I keep tripping over that.


HIS daughter. His creation. His solution to a world in need. His answer to girls caught in a life of slavery and hopelessness. His chosen one.


Right now, though, my mother's heart is struggling. Right now it is concerned about my life, my comfort zone, my life status quo, my family...my own personal Rockwellian view of family life.


But Norman Rockwell was an illusionist. He had a gift for making life's tough spots look poetic, but life isn't poetry, not the kind with perfect metre and comforting rhymes. Life is messy. Healing is done with tears, not smiles. Families in perfect clothes at the perfect table for the perfect holiday spill things...drinks, soups, and souls.


It's in the mess and the spills that the connections occur. A touch of the hand when wiping up the tea. Arms wrapped round to dry the tears. Hearts laid bare as souls are tended.

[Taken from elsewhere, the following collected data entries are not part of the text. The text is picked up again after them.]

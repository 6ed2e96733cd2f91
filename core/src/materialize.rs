//! Executes composed relations and assembles nested structs.
//!
//! Each level is fetched once: a child node is restricted to the keys present
//! in its parent's result set, its tuples grouped by key, and the groups
//! attached to the parent tuples. Grouping works on the raw tuples, so a
//! declared struct type may drop the key attributes.

use hashbrown::{HashMap, HashSet};
use trellis_types::{Name, Value};

use crate::combine::{CombineEdge, CombineKind};
use crate::criteria::Criteria;
use crate::error::Result;
use crate::header::{Attribute, Header};
use crate::relation::RelationNode;
use crate::structs::{Field, Struct, StructType};
use crate::trellis_trace_load;
use crate::tuple::Tuple;

type Groups = HashMap<Value, Vec<Struct>>;

pub struct Materializer;

impl Materializer {
    /// Fetches `node` with its operations applied and materializes every tuple.
    pub fn materialize(node: &RelationNode) -> Result<Vec<Struct>> {
        let tuples = node.dataset()?.each()?;
        trellis_trace_load!(node.name(), tuples.len());
        Ok(Self::load(node, tuples)?
            .into_iter()
            .map(|(_, s)| s)
            .collect())
    }

    /// Materializes already fetched tuples of `node`, keeping each tuple next
    /// to its struct.
    pub(crate) fn load(node: &RelationNode, tuples: Vec<Tuple>) -> Result<Vec<(Tuple, Struct)>> {
        if tuples.is_empty() {
            return Ok(Vec::new());
        }
        let mut children: Vec<Groups> = Vec::new();
        for edge in node.header().nested() {
            children.push(Self::children(edge, &tuples)?);
        }
        let mut rows = Vec::with_capacity(tuples.len());
        for tuple in tuples {
            let mut groups = children.iter();
            let value = assemble(node.header(), node.struct_type(), &tuple, |edge| {
                let group = groups
                    .next()
                    .and_then(|g| tuple.get(edge.root_key()).and_then(|k| g.get(k)));
                attach(edge.kind, group.map(Vec::as_slice).unwrap_or_default())
            })?;
            rows.push((tuple, value));
        }
        Ok(rows)
    }

    /// Fetches and groups the children of `edge` for every parent tuple.
    fn children(edge: &CombineEdge, parents: &[Tuple]) -> Result<Groups> {
        let keys = distinct(parents, edge.root_key());
        let mut groups = Groups::new();
        if keys.is_empty() {
            return Ok(groups);
        }
        let Some(through) = &edge.through else {
            let node = edge
                .node
                .restrict(Criteria::new().any(edge.node_key().clone(), keys))?;
            let tuples = node.dataset()?.each()?;
            trellis_trace_load!(node.name(), tuples.len());
            for (tuple, value) in Self::load(&node, tuples)? {
                if let Some(key) = tuple.get(edge.node_key()).filter(|k| !k.is_null()) {
                    groups.entry(key.clone()).or_default().push(value);
                }
            }
            return Ok(groups);
        };

        let links = through
            .dataset
            .restrict(&Criteria::new().any(through.parent_key.clone(), keys))?
            .each()?;
        trellis_trace_load!(through.relation, links.len());
        let targets = distinct(&links, &through.child_key);
        if targets.is_empty() {
            return Ok(groups);
        }
        let node = edge
            .node
            .restrict(Criteria::new().any(edge.node_key().clone(), targets))?;
        let tuples = node.dataset()?.each()?;
        trellis_trace_load!(node.name(), tuples.len());
        let mut by_key: HashMap<Value, Struct> = HashMap::with_capacity(tuples.len());
        for (tuple, value) in Self::load(&node, tuples)? {
            if let Some(key) = tuple.get(edge.node_key()) {
                by_key.entry(key.clone()).or_insert(value);
            }
        }
        for link in &links {
            let (Some(parent), Some(child)) = (
                link.get(&through.parent_key),
                link.get(&through.child_key).and_then(|k| by_key.get(k)),
            ) else {
                continue;
            };
            groups.entry(parent.clone()).or_default().push(child.clone());
        }
        Ok(groups)
    }
}

/// Non-null values of `attribute`, deduplicated, in first-seen order.
fn distinct(tuples: &[Tuple], attribute: &Name) -> Vec<Value> {
    let mut seen = HashSet::with_capacity(tuples.len());
    tuples
        .iter()
        .filter_map(|t| t.get(attribute))
        .filter(|v| !v.is_null() && seen.insert(*v))
        .cloned()
        .collect()
}

/// `One` and `Wrap` take the first match; `Many` takes them all.
pub(crate) fn attach(kind: CombineKind, matches: &[Struct]) -> Field {
    match kind {
        CombineKind::Many => Field::Many(matches.to_vec()),
        CombineKind::One | CombineKind::Wrap => Field::One(matches.first().cloned()),
    }
}

/// Builds one struct from a tuple, asking `nested` for each nested attribute
/// in header order.
pub(crate) fn assemble(
    header: &Header,
    ty: &StructType,
    tuple: &Tuple,
    mut nested: impl FnMut(&CombineEdge) -> Field,
) -> Result<Struct> {
    let fields = header
        .iter()
        .map(|attribute| match attribute {
            Attribute::Scalar(def) => (
                def.name.clone(),
                Field::Value(tuple.get(&def.name).cloned().unwrap_or_default()),
            ),
            Attribute::Nested(edge) => (edge.name.clone(), nested(edge)),
        })
        .collect();
    ty.construct(fields)
}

It is into this mess that my daughter chooses to walk, into the world of young girls captured into a hellish nightmare of human slavery, children sold to grown men to fulfill a wife's place. She, too, is captured...by the hope of freedom for every child who feels hopeless. She is determined to be their hope. She is determined to be the light in their darkness and to find them in their prisons and set them free.


She can do it. Maybe not alone, but people have good hearts. They just need someone to tell them about these children and give them the chance to help. And she will.


What exactly that means for my personalized Rockwell picture, I don't know, but while my mother's heart is screaming, "What have I done?", my faith answers, "I've given her the freedom she wants to give these children...the freedom to be an answer, to be a blessing, to live big, to serve God in whatever way He leads. I've given her the freedom to fly."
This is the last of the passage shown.